The task — Would you please copy the part of the material below that opens with the line containing "let entry = entry.map_err(|err|" and closes with the line containing "Files a reference"? Copy it exactly, and only it.

Excerpted records —

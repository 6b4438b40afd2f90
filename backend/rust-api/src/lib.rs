use axum::{
    extract::Request,
    http::{header, HeaderValue, Method},
    middleware::{self, Next},
    response::Response,
    routing::{get, post},
    Router,
};
use tower_http::{cors::CorsLayer, trace::TraceLayer};

pub mod config;
pub mod extractors;
pub mod handlers;
pub mod metrics;
pub mod middlewares;
pub mod models;
pub mod services;
pub mod utils;

pub use config::Config;
pub use services::AppState;

/// CSP middleware adds Content-Security-Policy header to all responses
async fn csp_middleware(request: Request, next: Next) -> Response {
    let mut response = next.run(request).await;
    response.headers_mut().insert(
        header::CONTENT_SECURITY_POLICY,
        HeaderValue::from_static(
            "default-src 'self'; \
             script-src 'self' 'unsafe-inline'; \
             style-src 'self' 'unsafe-inline'; \
             img-src 'self' data: https:; \
             connect-src 'self'",
        ),
    );
    response
}

pub fn create_router(app_state: std::sync::Arc<services::AppState>) -> Router {
    // The frontend is served from a different origin in every deployment.
    let cors = CorsLayer::new()
        .allow_methods([Method::GET, Method::POST, Method::OPTIONS])
        .allow_headers([
            header::AUTHORIZATION,
            header::CONTENT_TYPE,
            header::HeaderName::from_static("x-session-id"),
        ])
        .allow_origin(tower_http::cors::Any); // TODO: restrict to specific origins in production

    // Health and metrics stay outside the limiter: probes must keep
    // answering while Redis is down.
    let api = Router::new()
        // Sandbox execution sits behind the per-session limiter.
        .nest(
            "/execute",
            execute_routes().layer(middleware::from_fn_with_state(
                app_state.clone(),
                middlewares::rate_limit::execute_rate_limit_middleware,
            )),
        )
        .nest("/problems", problems_routes(app_state.clone()))
        .nest("/progress", progress_routes())
        .nest("/recommendations", recommendations_routes())
        .layer(middleware::from_fn_with_state(
            app_state.clone(),
            middlewares::rate_limit::rate_limit_middleware,
        ));

    Router::new()
        // Public endpoints (no auth required)
        .route("/health", get(handlers::health_check))
        // Metrics endpoint with Basic Auth protection
        .route(
            "/metrics",
            get(handlers::metrics_handler)
                .layer(middleware::from_fn(handlers::metrics_auth_middleware)),
        )
        .merge(api)
        .with_state(app_state)
        .layer(cors)
        .layer(middleware::from_fn(csp_middleware))
        .layer(middleware::from_fn(
            middlewares::metrics::metrics_middleware,
        ))
        .layer(TraceLayer::new_for_http())
}

fn execute_routes() -> Router<std::sync::Arc<services::AppState>> {
    Router::new().route("/sql", post(handlers::execute::execute_sql))
}

fn problems_routes(
    app_state: std::sync::Arc<services::AppState>,
) -> Router<std::sync::Arc<services::AppState>> {
    Router::new()
        .route("/", get(handlers::problems::list_problems))
        .route("/{id}", get(handlers::problems::get_problem))
        // Rebuilds are as expensive as executions; same limiter.
        .route(
            "/{id}/setup",
            post(handlers::execute::setup_problem).layer(middleware::from_fn_with_state(
                app_state,
                middlewares::rate_limit::execute_rate_limit_middleware,
            )),
        )
}

fn progress_routes() -> Router<std::sync::Arc<services::AppState>> {
    Router::new()
        .route("/session", post(handlers::progress::session))
        .route("/heartbeat", post(handlers::progress::heartbeat))
        .route("/overview", get(handlers::progress::overview))
        .route("/detailed", get(handlers::progress::detailed))
        .route("/stats", get(handlers::progress::stats))
        .route("/leaderboard", get(handlers::progress::leaderboard))
        .route("/attempt", post(handlers::progress::record_attempt))
}

fn recommendations_routes() -> Router<std::sync::Arc<services::AppState>> {
    Router::new()
        .route("/problems", get(handlers::recommendations::problems))
        .route("/mastery", get(handlers::recommendations::mastery_breakdown))
        .route(
            "/daily-challenge",
            get(handlers::recommendations::daily_challenge),
        )
        .route(
            "/achievements",
            get(handlers::recommendations::achievements),
        )
        .route("/hints/{id}", get(handlers::recommendations::list_hints))
        .route(
            "/hint-usage",
            post(handlers::recommendations::reveal_hint),
        )
}
use chrono::{DateTime, Utc};
use serde::{Deserialize, Serialize};

use super::attempt::{AttemptOutcome, AttemptRecord};

#[derive(Debug, Clone, Copy, PartialEq, Eq, Serialize, Deserialize)]
#[serde(rename_all = "snake_case")]
pub enum ProgressStatus {
    NotStarted,
    InProgress,
    Completed,
}

/// Per-(session, problem) aggregate folded from the attempts ledger.
#[derive(Debug, Clone, Serialize, Deserialize)]
pub struct ProblemProgress {
    #[serde(rename = "_id")]
    pub id: String,
    pub session_id: String,
    pub problem_numeric_id: i64,
    pub status: ProgressStatus,
    pub attempts_count: u32,
    pub first_attempt_at: DateTime<Utc>,
    pub last_attempt_at: DateTime<Utc>,
    #[serde(skip_serializing_if = "Option::is_none")]
    pub completed_at: Option<DateTime<Utc>>,
    #[serde(skip_serializing_if = "Option::is_none")]
    pub best_execution_time_ms: Option<u64>,
    pub hint_used: bool,
}

impl ProblemProgress {
    pub fn doc_id(session_id: &str, problem_numeric_id: i64) -> String {
        format!("{}:{}", session_id, problem_numeric_id)
    }

    fn new(attempt: &AttemptRecord) -> Self {
        Self {
            id: Self::doc_id(&attempt.session_id, attempt.problem_numeric_id),
            session_id: attempt.session_id.clone(),
            problem_numeric_id: attempt.problem_numeric_id,
            status: ProgressStatus::InProgress,
            attempts_count: 0,
            first_attempt_at: attempt.attempted_at,
            last_attempt_at: attempt.attempted_at,
            completed_at: None,
            best_execution_time_ms: None,
            hint_used: false,
        }
    }

    /// Fold one attempt into the aggregate. Status never moves backwards:
    /// a wrong attempt after a solve leaves the problem completed.
    pub fn apply(&mut self, attempt: &AttemptRecord) {
        self.attempts_count += 1;
        self.last_attempt_at = attempt.attempted_at;
        if attempt.attempted_at < self.first_attempt_at {
            self.first_attempt_at = attempt.attempted_at;
        }
        if attempt.hint_used {
            self.hint_used = true;
        }

        if attempt.outcome == AttemptOutcome::Correct {
            if self.status != ProgressStatus::Completed {
                self.status = ProgressStatus::Completed;
                self.completed_at = Some(attempt.attempted_at);
            }
            let better = self
                .best_execution_time_ms
                .is_none_or(|best| attempt.execution_time_ms < best);
            if better {
                self.best_execution_time_ms = Some(attempt.execution_time_ms);
            }
        }
    }

    /// Rebuild the aggregate from scratch. Attempts are folded in ledger
    /// order, so replay after a backfill yields the same document.
    pub fn replay<'a>(attempts: impl IntoIterator<Item = &'a AttemptRecord>) -> Option<Self> {
        let mut progress: Option<Self> = None;
        for attempt in attempts {
            let p = progress.get_or_insert_with(|| Self::new(attempt));
            p.apply(attempt);
        }
        progress
    }
}

#[derive(Debug, Serialize)]
#[serde(rename_all = "camelCase")]
pub struct ProgressOverview {
    pub session_id: String,
    pub total_problems: u64,
    pub completed: u64,
    pub in_progress: u64,
    pub completion_rate: f64,
    pub total_attempts: u64,
    pub current_streak_days: u32,
    pub longest_streak_days: u32,
}

#[derive(Debug, Serialize)]
#[serde(rename_all = "camelCase")]
pub struct LeaderboardEntry {
    pub session_id: String,
    pub completed: u64,
    pub total_attempts: u64,
    pub rank: u32,
}

#[cfg(test)]
mod tests {
    use super::*;
    use crate::models::Dialect;
    use chrono::TimeZone;

    fn attempt(outcome: AttemptOutcome, hour: u32, time_ms: u64, hint: bool) -> AttemptRecord {
        AttemptRecord {
            id: format!("a{}", hour),
            session_id: "s1".into(),
            user_id: None,
            problem_numeric_id: 7,
            dialect: Dialect::Postgresql,
            sql: "SELECT 1".into(),
            outcome,
            execution_time_ms: time_ms,
            hint_used: hint,
            error_kind: None,
            attempted_at: Utc.with_ymd_and_hms(2024, 5, 1, hour, 0, 0).unwrap(),
        }
    }

    #[test]
    fn completion_is_monotonic() {
        let attempts = vec![
            attempt(AttemptOutcome::Incorrect, 1, 50, false),
            attempt(AttemptOutcome::Correct, 2, 40, false),
            attempt(AttemptOutcome::Incorrect, 3, 60, false),
        ];
        let p = ProblemProgress::replay(&attempts).unwrap();
        assert_eq!(p.status, ProgressStatus::Completed);
        assert_eq!(p.attempts_count, 3);
        assert_eq!(
            p.completed_at,
            Some(Utc.with_ymd_and_hms(2024, 5, 1, 2, 0, 0).unwrap())
        );
    }

    #[test]
    fn best_time_only_tracks_correct_attempts() {
        let attempts = vec![
            attempt(AttemptOutcome::Incorrect, 1, 5, false),
            attempt(AttemptOutcome::Correct, 2, 40, false),
            attempt(AttemptOutcome::Correct, 3, 25, false),
        ];
        let p = ProblemProgress::replay(&attempts).unwrap();
        assert_eq!(p.best_execution_time_ms, Some(25));
    }

    #[test]
    fn hint_flag_is_sticky() {
        let attempts = vec![
            attempt(AttemptOutcome::Incorrect, 1, 50, true),
            attempt(AttemptOutcome::Correct, 2, 40, false),
        ];
        let p = ProblemProgress::replay(&attempts).unwrap();
        assert!(p.hint_used);
    }

    #[test]
    fn completed_at_keeps_first_solve() {
        let attempts = vec![
            attempt(AttemptOutcome::Correct, 2, 40, false),
            attempt(AttemptOutcome::Correct, 5, 30, false),
        ];
        let p = ProblemProgress::replay(&attempts).unwrap();
        assert_eq!(
            p.completed_at,
            Some(Utc.with_ymd_and_hms(2024, 5, 1, 2, 0, 0).unwrap())
        );
    }

    #[test]
    fn replay_of_nothing_is_none() {
        assert!(ProblemProgress::replay(&[]).is_none());
    }
}
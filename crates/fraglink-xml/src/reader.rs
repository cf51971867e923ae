//! Reading model files into a [`Model`].

use std::{
    collections::{BTreeMap, HashSet, VecDeque},
    fs,
    path::{Path, PathBuf},
    str,
};

use log::{debug, info, trace};
use percent_encoding::percent_decode_str;
use quick_xml::{
    Reader,
    events::{BytesStart, Event},
};
use walkdir::{DirEntry, WalkDir};

use fraglink_core::{Attribute, ElementId, Fragment, FragmentId, FragmentKind, Model, Node, TextNode};

use crate::error::LoadError;

const SEMANTIC_RESOURCES: &str = "semanticResources";

/// Loads a model from its root file.
///
/// Starting at the root file, every fragment the model references is
/// loaded: `semanticResources` entries and the path part of links in
/// attribute values. A reference is resolved relative to the fragment that
/// holds it; failing that (for instance behind a spurious `index:/` prefix)
/// every fragment file with the same name is loaded.
///
/// Candidate files live below the root file's directory. Hidden directories
/// are skipped, and so is any subdirectory holding its own file with the
/// root suffix, which belongs to a different model.
///
/// # Errors
///
/// Returns [`LoadError::NotAModel`] if the root file has no fragment suffix,
/// and I/O or XML errors for any fragment that cannot be read.
pub fn load_model(root_file: impl AsRef<Path>) -> Result<Model, LoadError> {
    let root_file = root_file.as_ref();
    let root_name = root_file
        .file_name()
        .and_then(|name| name.to_str())
        .ok_or_else(|| LoadError::NotAModel(root_file.to_path_buf()))?;
    if FragmentKind::from_file_name(root_name).is_none() {
        return Err(LoadError::NotAModel(root_file.to_path_buf()));
    }
    let root_suffix = suffix_of(root_name);

    let root_dir = match root_file.parent() {
        Some(dir) if !dir.as_os_str().is_empty() => dir.to_path_buf(),
        _ => PathBuf::from("."),
    };

    info!(root = root_file.display().to_string(); "Loading model");

    let files = FragmentFiles::discover(&root_dir, root_suffix)?;
    let mut model = Model::new(&root_dir);

    let mut seen: HashSet<String> = HashSet::from([root_name.to_string()]);
    let mut pending = VecDeque::from([(root_name.to_string(), root_file.to_path_buf())]);

    while let Some((relative, path)) = pending.pop_front() {
        let fragment = load_file(&mut model, relative, &path)?;
        let directory = model.fragment(fragment).directory().to_string();

        for reference in fragment_references(&model, fragment) {
            for (relative, path) in files.resolve(&directory, &reference) {
                if seen.insert(relative.clone()) {
                    pending.push_back((relative, path));
                }
            }
        }
    }

    info!(
        root = root_file.display().to_string(),
        fragments = model.fragment_count();
        "Model loaded"
    );

    Ok(model)
}

/// Fragment files that may belong to a model, keyed by their path relative
/// to the model root.
#[derive(Debug, Default)]
struct FragmentFiles {
    by_path: BTreeMap<String, PathBuf>,
    by_name: BTreeMap<String, Vec<String>>,
}

impl FragmentFiles {
    fn discover(root_dir: &Path, root_suffix: Option<&str>) -> Result<Self, LoadError> {
        let mut files = Self::default();

        for entry in WalkDir::new(root_dir)
            .follow_links(false)
            .sort_by_file_name()
            .into_iter()
            .filter_entry(|entry| {
                entry.depth() == 0
                    || !(is_hidden(entry)
                        || (entry.file_type().is_dir()
                            && holds_model_root(entry.path(), root_suffix)))
            })
        {
            let entry = entry.map_err(|err| LoadError::Io {
                path: err
                    .path()
                    .map(Path::to_path_buf)
                    .unwrap_or_else(|| root_dir.to_path_buf()),
                source: err.into(),
            })?;
            if !entry.file_type().is_file() {
                continue;
            }

            let Some(name) = entry.file_name().to_str() else {
                continue;
            };
            if FragmentKind::from_file_name(name).is_none() || suffix_of(name) == root_suffix {
                continue;
            }
            let Some(relative) = relative_path(root_dir, entry.path()) else {
                continue;
            };

            files
                .by_name
                .entry(name.to_string())
                .or_default()
                .push(relative.clone());
            files.by_path.insert(relative, entry.path().to_path_buf());
        }

        debug!(candidates = files.by_path.len(); "Discovered fragment files");
        Ok(files)
    }

    /// Files a reference found in a fragment under `directory` points at.
    fn resolve(&self, directory: &str, reference: &str) -> Vec<(String, PathBuf)> {
        let Some(path) = reference_path(reference) else {
            return Vec::new();
        };
        let name = path.rsplit('/').next().unwrap_or_default();
        if FragmentKind::from_file_name(name).is_none() {
            return Vec::new();
        }

        if let Some(joined) = join_relative(directory, &path) {
            if let Some(file) = self.by_path.get(&joined) {
                return vec![(joined, file.clone())];
            }
        }

        let matches: Vec<_> = self
            .by_name
            .get(name)
            .into_iter()
            .flatten()
            .filter_map(|relative| {
                self.by_path
                    .get(relative)
                    .map(|file| (relative.clone(), file.clone()))
            })
            .collect();
        if matches.is_empty() {
            trace!(reference = reference; "Reference names no fragment file");
        }
        matches
    }
}

/// Path parts of `semanticResources` entries and of `path#id` links in
/// attribute values.
fn fragment_references(model: &Model, fragment: FragmentId) -> Vec<String> {
    let mut references = Vec::new();
    for id in model.descendants(fragment) {
        let element = model.element(id);
        if element.tag() == SEMANTIC_RESOURCES {
            if let Some(text) = element.text() {
                references.push(text.trim().to_string());
            }
        }
        for attribute in element.attributes() {
            references.extend(
                attribute
                    .value()
                    .split_whitespace()
                    .filter_map(|token| token.split_once('#'))
                    .map(|(path, _)| path)
                    .filter(|path| !path.is_empty())
                    .map(str::to_string),
            );
        }
    }
    references
}

/// The decoded file path of a reference, without any `scheme:/` prefix.
///
/// References into repositories (`cdo://`, `http://`) have no local path.
fn reference_path(reference: &str) -> Option<String> {
    if reference.is_empty() || reference.contains("://") {
        return None;
    }
    let path = reference
        .rsplit_once(":/")
        .map_or(reference, |(_, rest)| rest);
    let decoded = percent_decode_str(path).decode_utf8().ok()?;
    Some(decoded.into_owned())
}

/// Lexically joins `path` onto `directory`, or `None` if it escapes the root.
fn join_relative(directory: &str, path: &str) -> Option<String> {
    let mut parts: Vec<&str> = directory.split('/').filter(|s| !s.is_empty()).collect();
    for segment in path.split('/') {
        match segment {
            "" | "." => {}
            ".." => {
                parts.pop()?;
            }
            segment => parts.push(segment),
        }
    }
    Some(parts.join("/"))
}

fn suffix_of(name: &str) -> Option<&str> {
    name.rsplit_once('.').map(|(_, suffix)| suffix)
}

/// Whether `dir` directly contains a file with the root suffix.
fn holds_model_root(dir: &Path, root_suffix: Option<&str>) -> bool {
    let Some(root_suffix) = root_suffix else {
        return false;
    };
    let Ok(entries) = fs::read_dir(dir) else {
        return false;
    };
    entries.flatten().any(|entry| {
        entry.file_type().is_ok_and(|kind| kind.is_file())
            && entry
                .file_name()
                .to_str()
                .is_some_and(|name| suffix_of(name) == Some(root_suffix))
    })
}

/// Parses XML source into an existing, empty fragment of `model`.
///
/// `path` is only used for error messages.
///
/// # Errors
///
/// Returns [`LoadError::Xml`] or [`LoadError::Structure`] if the source is
/// not well-formed.
pub fn parse_fragment(
    model: &mut Model,
    fragment: FragmentId,
    source: &str,
    path: &Path,
) -> Result<(), LoadError> {
    let source = source.strip_prefix('\u{feff}').unwrap_or(source);
    let mut reader = Reader::from_str(source);
    let mut open: Vec<ElementId> = Vec::new();

    loop {
        let position = reader.buffer_position();
        let structure = |message: String| LoadError::Structure {
            path: path.to_path_buf(),
            position,
            message,
        };
        let event = reader.read_event().map_err(|source| LoadError::Xml {
            path: path.to_path_buf(),
            position,
            source,
        })?;
        let parent = open.last().copied();

        match event {
            Event::Start(start) => {
                let id = push_element(model, fragment, parent, &start, false).map_err(structure)?;
                open.push(id);
            }
            Event::Empty(start) => {
                push_element(model, fragment, parent, &start, true).map_err(structure)?;
            }
            Event::End(_) => {
                if open.pop().is_none() {
                    return Err(structure("closing tag without matching start".to_string()));
                }
            }
            Event::Text(text) => {
                let raw = utf8(&text).map_err(structure)?;
                let value = text
                    .unescape()
                    .map_err(|err| structure(err.to_string()))?;
                model.push_node(fragment, parent, Node::Text(TextNode::with_raw(value, raw)));
            }
            Event::CData(data) => {
                let raw = utf8(&data).map_err(structure)?;
                model.push_node(fragment, parent, Node::CData(raw.to_string()));
            }
            Event::Comment(comment) => {
                let raw = utf8(&comment).map_err(structure)?;
                model.push_node(fragment, parent, Node::Comment(raw.to_string()));
            }
            Event::Decl(decl) => {
                let raw = utf8(&decl).map_err(structure)?;
                model.push_node(fragment, parent, Node::Declaration(raw.to_string()));
            }
            Event::PI(pi) => {
                let raw = utf8(&pi).map_err(structure)?;
                model.push_node(fragment, parent, Node::ProcessingInstruction(raw.to_string()));
            }
            Event::DocType(doctype) => {
                let raw = utf8(&doctype).map_err(structure)?;
                model.push_node(fragment, parent, Node::DocType(raw.to_string()));
            }
            Event::Eof => break,
        }
    }

    if !open.is_empty() {
        return Err(LoadError::Structure {
            path: path.to_path_buf(),
            position: source.len(),
            message: format!("{} unclosed element(s) at end of file", open.len()),
        });
    }

    Ok(())
}

fn load_file(model: &mut Model, relative: String, path: &Path) -> Result<FragmentId, LoadError> {
    let Some(kind) = FragmentKind::from_file_name(&relative) else {
        return Err(LoadError::NotAModel(path.to_path_buf()));
    };

    let source = fs::read_to_string(path).map_err(|source| LoadError::Io {
        path: path.to_path_buf(),
        source,
    })?;

    let fragment = model.add_fragment(Fragment::new(relative, kind));
    parse_fragment(model, fragment, &source, path)?;

    debug!(
        fragment = model.fragment(fragment).path(),
        kind:% = kind;
        "Loaded fragment"
    );
    Ok(fragment)
}

fn push_element(
    model: &mut Model,
    fragment: FragmentId,
    parent: Option<ElementId>,
    start: &BytesStart<'_>,
    self_closing: bool,
) -> Result<ElementId, String> {
    let name = start.name();
    let tag = utf8(name.as_ref())?;

    let mut attributes = Vec::new();
    for attr in start.attributes() {
        let attr = attr.map_err(|err| err.to_string())?;
        let name = utf8(attr.key.as_ref())?;
        let raw = utf8(&attr.value)?;
        let value = attr.unescape_value().map_err(|err| err.to_string())?;
        attributes.push(Attribute::with_raw(name, value, raw));
    }

    let raw_start = utf8(start)?.to_string();
    let id = model.push_element(fragment, parent, tag, attributes);
    model.set_source_form(id, Some(raw_start), self_closing);

    trace!(tag = tag, element:% = id; "Parsed element");
    Ok(id)
}

fn utf8(bytes: &[u8]) -> Result<&str, String> {
    str::from_utf8(bytes).map_err(|err| format!("invalid UTF-8: {err}"))
}

fn is_hidden(entry: &DirEntry) -> bool {
    entry
        .file_name()
        .to_str()
        .is_some_and(|name| name.starts_with('.'))
}

/// `path` relative to `base`, `/`-separated.
fn relative_path(base: &Path, path: &Path) -> Option<String> {
    let relative = path.strip_prefix(base).ok()?;
    let parts: Option<Vec<&str>> = relative
        .components()
        .map(|component| component.as_os_str().to_str())
        .collect();
    Some(parts?.join("/"))
}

Task response —
            let entry = entry.map_err(|err| LoadError::Io {
                path: err
                    .path()
                    .map(Path::to_path_buf)
                    .unwrap_or_else(|| root_dir.to_path_buf()),
                source: err.into(),
            })?;
            if !entry.file_type().is_file() {
                continue;
            }

            let Some(name) = entry.file_name().to_str() else {
                continue;
            };
            if FragmentKind::from_file_name(name).is_none() || suffix_of(name) == root_suffix {
                continue;
            }
            let Some(relative) = relative_path(root_dir, entry.path()) else {
                continue;
            };

            files
                .by_name
                .entry(name.to_string())
                .or_default()
                .push(relative.clone());
            files.by_path.insert(relative, entry.path().to_path_buf());
        }

        debug!(candidates = files.by_path.len(); "Discovered fragment files");
        Ok(files)
    }

    /// Files a reference found in a fragment under `directory` points at.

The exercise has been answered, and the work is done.